Appellant’s counsel argue that his contract was separate from that for the erection of the building and in itself did not exhaust the borrowing capacity of the school district. With this we do not agree. Plaintiff’s contract was inseparably bound up with the whole building program and by express reference made a part of it. When he planned a building as part of the program for *446which it was beyond the power of the defendant to contract, he could not recover his commissions on the cost of it: Willis v. York County Directors of the Poor, 284 Pa. 138; Osterling v. Allegheny Co., 272 Pa. 458. We think that Addyston Pipe & Steel Co. v. City of Corry, 197 Pa. 41, cited by appellant for the proposition that where a municipality contracts a debt in the bona fide belief that ample provision has been made for its payment the debt is a valid one, although it subsequently develops that the provision made for its payment is inadequate, waves a danger signal to all municipal contractors where the contemplated work is to be paid for out of a loan. In that case the failure of the municipality to obtain funds to meet its contract was not due to exceeding its debt limit as fixed by a loan for the particular purpose, but to the fact that assessments levied on nonabutting property were held to be invalid.

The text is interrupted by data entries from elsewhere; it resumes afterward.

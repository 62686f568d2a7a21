//! Firestore error types.

use thiserror::Error;

/// Result type for Firestore operations.
pub type FirestoreResult<T> = Result<T, FirestoreError>;

/// Errors that can occur while talking to Firestore.
#[derive(Debug, Error)]
pub enum FirestoreError {
    #[error("Authentication failed: {0}")]
    AuthError(String),

    #[error("Configuration error: {0}")]
    ConfigError(String),

    #[error("Document not found: {0}")]
    NotFound(String),

    #[error("Permission denied: {0}")]
    PermissionDenied(String),

    #[error("Request failed: {0}")]
    RequestFailed(String),

    #[error("Server error ({0}): {1}")]
    ServerError(u16, String),

    #[error("Rate limited, retry after {0}ms")]
    RateLimited(u64),

    #[error("Network error: {0}")]
    Network(#[from] reqwest::Error),

    #[error("JSON error: {0}")]
    Json(#[from] serde_json::Error),
}

/// Delay assumed for a 429 without a usable Retry-After.
const DEFAULT_RATE_LIMIT_MS: u64 = 1000;

impl FirestoreError {
    pub fn auth_error(msg: impl Into<String>) -> Self {
        Self::AuthError(msg.into())
    }

    pub fn config_error(msg: impl Into<String>) -> Self {
        Self::ConfigError(msg.into())
    }

    pub fn not_found(path: impl Into<String>) -> Self {
        Self::NotFound(path.into())
    }

    pub fn request_failed(msg: impl Into<String>) -> Self {
        Self::RequestFailed(msg.into())
    }

    /// Map a non-success HTTP status to an error.
    pub fn from_http_status(status: u16, msg: impl Into<String>) -> Self {
        let msg = msg.into();
        match status {
            401 => Self::AuthError(msg),
            403 => Self::PermissionDenied(msg),
            404 => Self::NotFound(msg),
            429 => Self::RateLimited(DEFAULT_RATE_LIMIT_MS),
            500..=599 => Self::ServerError(status, msg),
            _ => Self::RequestFailed(msg),
        }
    }

    /// HTTP status this error corresponds to, if any.
    pub fn http_status(&self) -> Option<u16> {
        match self {
            Self::AuthError(_) => Some(401),
            Self::PermissionDenied(_) => Some(403),
            Self::NotFound(_) => Some(404),
            Self::RateLimited(_) => Some(429),
            Self::ServerError(status, _) => Some(*status),
            Self::Network(e) => e.status().map(|s| s.as_u16()),
            _ => None,
        }
    }

    /// Server-requested delay before retrying.
    pub fn retry_after_ms(&self) -> Option<u64> {
        match self {
            Self::RateLimited(ms) => Some(*ms),
            _ => None,
        }
    }

    /// Check if error is retryable.
    pub fn is_retryable(&self) -> bool {
        matches!(
            self,
            Self::Network(_) | Self::RateLimited(_) | Self::ServerError(..)
        )
    }
}
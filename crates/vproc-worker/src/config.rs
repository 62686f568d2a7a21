//! Worker configuration.

use std::path::PathBuf;
use std::time::Duration;

/// Worker configuration.
#[derive(Debug, Clone)]
pub struct WorkerConfig {
    /// Independent dequeue-process loops in this process
    pub concurrency: usize,
    /// Parent of the per-job working directories
    pub work_dir: PathBuf,
    /// Upper bound for downloading one source file
    pub download_timeout: Duration,
    /// How long one dequeue call blocks
    pub dequeue_timeout: Duration,
    /// How often the worker sweeps in-flight jobs for crashed owners
    pub claim_interval: Duration,
    /// Lease age after which an in-flight job is considered abandoned
    pub claim_min_idle: Duration,
    /// Lease refresh interval while a job runs
    pub job_heartbeat_interval: Duration,
    /// Grace period for in-flight jobs after a shutdown signal
    pub shutdown_timeout: Duration,
    /// Prometheus exporter port; no exporter when unset
    pub metrics_port: Option<u16>,
}

impl Default for WorkerConfig {
    fn default() -> Self {
        Self {
            concurrency: 1,
            work_dir: std::env::temp_dir().join("vproc"),
            download_timeout: Duration::from_secs(30 * 60),
            dequeue_timeout: Duration::from_secs(5),
            claim_interval: Duration::from_secs(30),
            claim_min_idle: Duration::from_secs(300),
            job_heartbeat_interval: Duration::from_secs(30),
            shutdown_timeout: Duration::from_secs(30),
            metrics_port: None,
        }
    }
}

fn env_parse<T: std::str::FromStr>(key: &str) -> Option<T> {
    std::env::var(key).ok().and_then(|s| s.trim().parse().ok())
}

fn env_secs(key: &str, default: Duration) -> Duration {
    env_parse::<u64>(key)
        .filter(|s| *s > 0)
        .map(Duration::from_secs)
        .unwrap_or(default)
}

impl WorkerConfig {
    /// Create config from environment variables.
    pub fn from_env() -> Self {
        let defaults = Self::default();
        Self {
            concurrency: env_parse::<usize>("WORKER_CONCURRENCY")
                .filter(|n| *n > 0)
                .unwrap_or(defaults.concurrency),
            work_dir: std::env::var("WORKER_WORK_DIR")
                .map(PathBuf::from)
                .unwrap_or(defaults.work_dir),
            download_timeout: env_secs("WORKER_DOWNLOAD_TIMEOUT_SECS", defaults.download_timeout),
            dequeue_timeout: env_secs("QUEUE_DEQUEUE_TIMEOUT_SECS", defaults.dequeue_timeout),
            claim_interval: env_secs("WORKER_CLAIM_INTERVAL_SECS", defaults.claim_interval),
            claim_min_idle: env_secs("WORKER_CLAIM_MIN_IDLE_SECS", defaults.claim_min_idle),
            job_heartbeat_interval: env_secs(
                "WORKER_JOB_HEARTBEAT_SECS",
                defaults.job_heartbeat_interval,
            ),
            shutdown_timeout: env_secs("WORKER_SHUTDOWN_TIMEOUT_SECS", defaults.shutdown_timeout),
            metrics_port: env_parse("METRICS_PORT"),
        }
    }
}

#[cfg(test)]
mod tests {
    use super::*;
    use serial_test::serial;

    #[test]
    #[serial]
    fn test_from_env_overrides() {
        std::env::set_var("WORKER_CONCURRENCY", "4");
        std::env::set_var("WORKER_DOWNLOAD_TIMEOUT_SECS", "60");
        std::env::set_var("METRICS_PORT", "9100");

        let config = WorkerConfig::from_env();
        assert_eq!(config.concurrency, 4);
        assert_eq!(config.download_timeout, Duration::from_secs(60));
        assert_eq!(config.metrics_port, Some(9100));

        std::env::remove_var("WORKER_CONCURRENCY");
        std::env::remove_var("WORKER_DOWNLOAD_TIMEOUT_SECS");
        std::env::remove_var("METRICS_PORT");
    }

    #[test]
    #[serial]
    fn test_invalid_values_fall_back() {
        std::env::set_var("WORKER_CONCURRENCY", "0");
        std::env::set_var("WORKER_CLAIM_INTERVAL_SECS", "soon");

        let config = WorkerConfig::from_env();
        assert_eq!(config.concurrency, 1);
        assert_eq!(config.claim_interval, Duration::from_secs(30));
        assert_eq!(config.download_timeout, Duration::from_secs(1800));

        std::env::remove_var("WORKER_CONCURRENCY");
        std::env::remove_var("WORKER_CLAIM_INTERVAL_SECS");
    }
}
//! Shared data models for the video processing pipeline.
//!
//! This crate provides Serde-serializable types for:
//! - Processing jobs and their options (the queue message schema)
//! - Quality presets and the resolution policy applied to them
//! - Probed video metadata and processing results
//! - Encoding defaults shared by the media engine and the worker

pub mod encoding;
pub mod job;
pub mod result;
pub mod video;

// Re-export common types
pub use encoding::{even_floor, preset_fits_source, target_dimensions};
pub use job::{ProcessingJob, ProcessingOptions, QualityPreset};
pub use result::{ProcessingResult, QualityVariantResult};
pub use video::{aspect_ratio_label, ProcessingStatus, VideoId, VideoMetadata};
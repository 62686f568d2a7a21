//! HLS renditions and the master playlist.

use std::fmt::Write as _;
use std::path::{Path, PathBuf};

use vproc_models::encoding::{HLS_MASTER_PLAYLIST, HLS_VARIANT_PLAYLIST};
use vproc_models::{target_dimensions, QualityPreset, VideoMetadata};

use crate::command::FfmpegCommand;
use crate::error::MediaResult;
use crate::transcode::{apply_rendition, EncodeSettings};

/// One entry of the master playlist.
#[derive(Debug, Clone, PartialEq, Eq)]
pub struct HlsVariant {
    pub name: String,
    /// Peak bandwidth in bits/second
    pub bandwidth: u64,
    pub width: u32,
    pub height: u32,
}

impl HlsVariant {
    pub fn for_preset(preset: &QualityPreset, source: &VideoMetadata) -> Self {
        let (width, height) = target_dimensions(preset, source.width, source.height);
        Self {
            name: preset.name.clone(),
            bandwidth: preset.bandwidth(),
            width,
            height,
        }
    }

    /// Playlist path relative to the master playlist.
    pub fn playlist_uri(&self) -> String {
        format!("{}/{}", self.name, HLS_VARIANT_PLAYLIST)
    }
}

/// Directory holding one rendition inside the HLS output directory.
pub fn variant_dir(output_dir: &Path, preset: &QualityPreset) -> PathBuf {
    output_dir.join(&preset.name)
}

/// Build the FFmpeg command that segments one rendition.
pub fn hls_variant_command(
    input: &Path,
    variant_dir: &Path,
    preset: &QualityPreset,
    source: &VideoMetadata,
    settings: &EncodeSettings,
    segment_seconds: u32,
) -> FfmpegCommand {
    let playlist = variant_dir.join(HLS_VARIANT_PLAYLIST);
    let segments = variant_dir.join("segment_%03d.ts");

    // Keyframe on every segment boundary so segments start cleanly.
    let keyframes = format!("expr:gte(t,n_forced*{})", segment_seconds);

    apply_rendition(FfmpegCommand::new(input, &playlist), preset, source, settings).output_args([
        "-force_key_frames".to_string(),
        keyframes,
        "-f".to_string(),
        "hls".to_string(),
        "-hls_time".to_string(),
        segment_seconds.to_string(),
        "-hls_list_size".to_string(),
        "0".to_string(),
        "-hls_playlist_type".to_string(),
        "vod".to_string(),
        "-hls_segment_filename".to_string(),
        segments.to_string_lossy().to_string(),
    ])
}

/// Render the master playlist for the given renditions.
pub fn master_playlist(variants: &[HlsVariant]) -> String {
    let mut out = String::from("#EXTM3U\n#EXT-X-VERSION:3\n");
    for v in variants {
        let _ = writeln!(
            out,
            "#EXT-X-STREAM-INF:BANDWIDTH={},RESOLUTION={}x{}",
            v.bandwidth, v.width, v.height
        );
        let _ = writeln!(out, "{}", v.playlist_uri());
    }
    out
}

/// Write `master.m3u8` into `output_dir` and return its path.
pub async fn write_master_playlist(output_dir: &Path, variants: &[HlsVariant]) -> MediaResult<PathBuf> {
    let path = output_dir.join(HLS_MASTER_PLAYLIST);
    tokio::fs::write(&path, master_playlist(variants)).await?;
    Ok(path)
}

#[cfg(test)]
mod tests {
    use super::*;

    fn source() -> VideoMetadata {
        VideoMetadata {
            width: 1920,
            height: 1080,
            duration: 30.0,
            audio_codec: Some("aac".into()),
            ..Default::default()
        }
    }

    #[test]
    fn test_master_playlist_format() {
        let variants = vec![
            HlsVariant::for_preset(&QualityPreset::new("720p", 1280, 720, 2500, 128), &source()),
            HlsVariant::for_preset(&QualityPreset::new("480p", 854, 480, 1000, 96), &source()),
        ];

        let playlist = master_playlist(&variants);
        let lines: Vec<&str> = playlist.lines().collect();
        assert_eq!(
            lines,
            vec![
                "#EXTM3U",
                "#EXT-X-VERSION:3",
                "#EXT-X-STREAM-INF:BANDWIDTH=2628000,RESOLUTION=1280x720",
                "720p/playlist.m3u8",
                "#EXT-X-STREAM-INF:BANDWIDTH=1096000,RESOLUTION=854x480",
                "480p/playlist.m3u8",
            ]
        );
    }

    #[test]
    fn test_variant_command_layout() {
        let preset = QualityPreset::new("360p", 640, 360, 600, 64);
        let dir = Path::new("/work/hls/360p");
        let args = hls_variant_command(
            Path::new("/work/source.mp4"),
            dir,
            &preset,
            &source(),
            &EncodeSettings {
                preset: "veryfast".into(),
            },
            6,
        )
        .build_args();

        assert_eq!(args.last().map(String::as_str), Some("/work/hls/360p/playlist.m3u8"));
        assert!(args.contains(&"/work/hls/360p/segment_%03d.ts".to_string()));
        assert!(args.contains(&"veryfast".to_string()));
        let hls_time = args.iter().position(|a| a == "-hls_time").unwrap();
        assert_eq!(args[hls_time + 1], "6");
    }

    #[tokio::test]
    async fn test_write_master_playlist() {
        let dir = tempfile::tempdir().unwrap();
        let variants = vec![HlsVariant {
            name: "480p".into(),
            bandwidth: 1_096_000,
            width: 854,
            height: 480,
        }];
        let path = write_master_playlist(dir.path(), &variants).await.unwrap();
        assert!(path.ends_with("master.m3u8"));
        let contents = std::fs::read_to_string(path).unwrap();
        assert!(contents.starts_with("#EXTM3U\n"));
    }
}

The fact that the school board built another building partly out of the funds realized from the electoral loan and partly from revenue coming from other sources makes no difference. It could not have built the structure which plaintiff designed as part of the program he was retained to carry through out of the funds available. It is admitted in appellant’s brief “that the school district would not have had power at that time [when plaintiff offered to proceed] to have let an entire contract for the girls’ senior high school which would have been valid” but the suggestion is made that it could have been built piecemeal. This was not what the program contemplated. It provided for a girls’ high school to be built from available funds. The case at bar differs from Harlow v. Borough of Beaver Falls, 188 Pa. 263, on which appellant places much reliance, where the plaintiff was employed by a borough as a consulting engineer to make plans for a proposed waterworks which it was subsequently decided by us could not be built because the borough had a contract with a private water company to supply it with water, and plaintiff was per*447mitted to recover Ms commissions. There was no question in that case of constitutional power in the municipality. If that case could be said to determine on principle the one in hand, which it cannot, its doctrine has been much modified by Willis v. York County Directors of the Poor, supra.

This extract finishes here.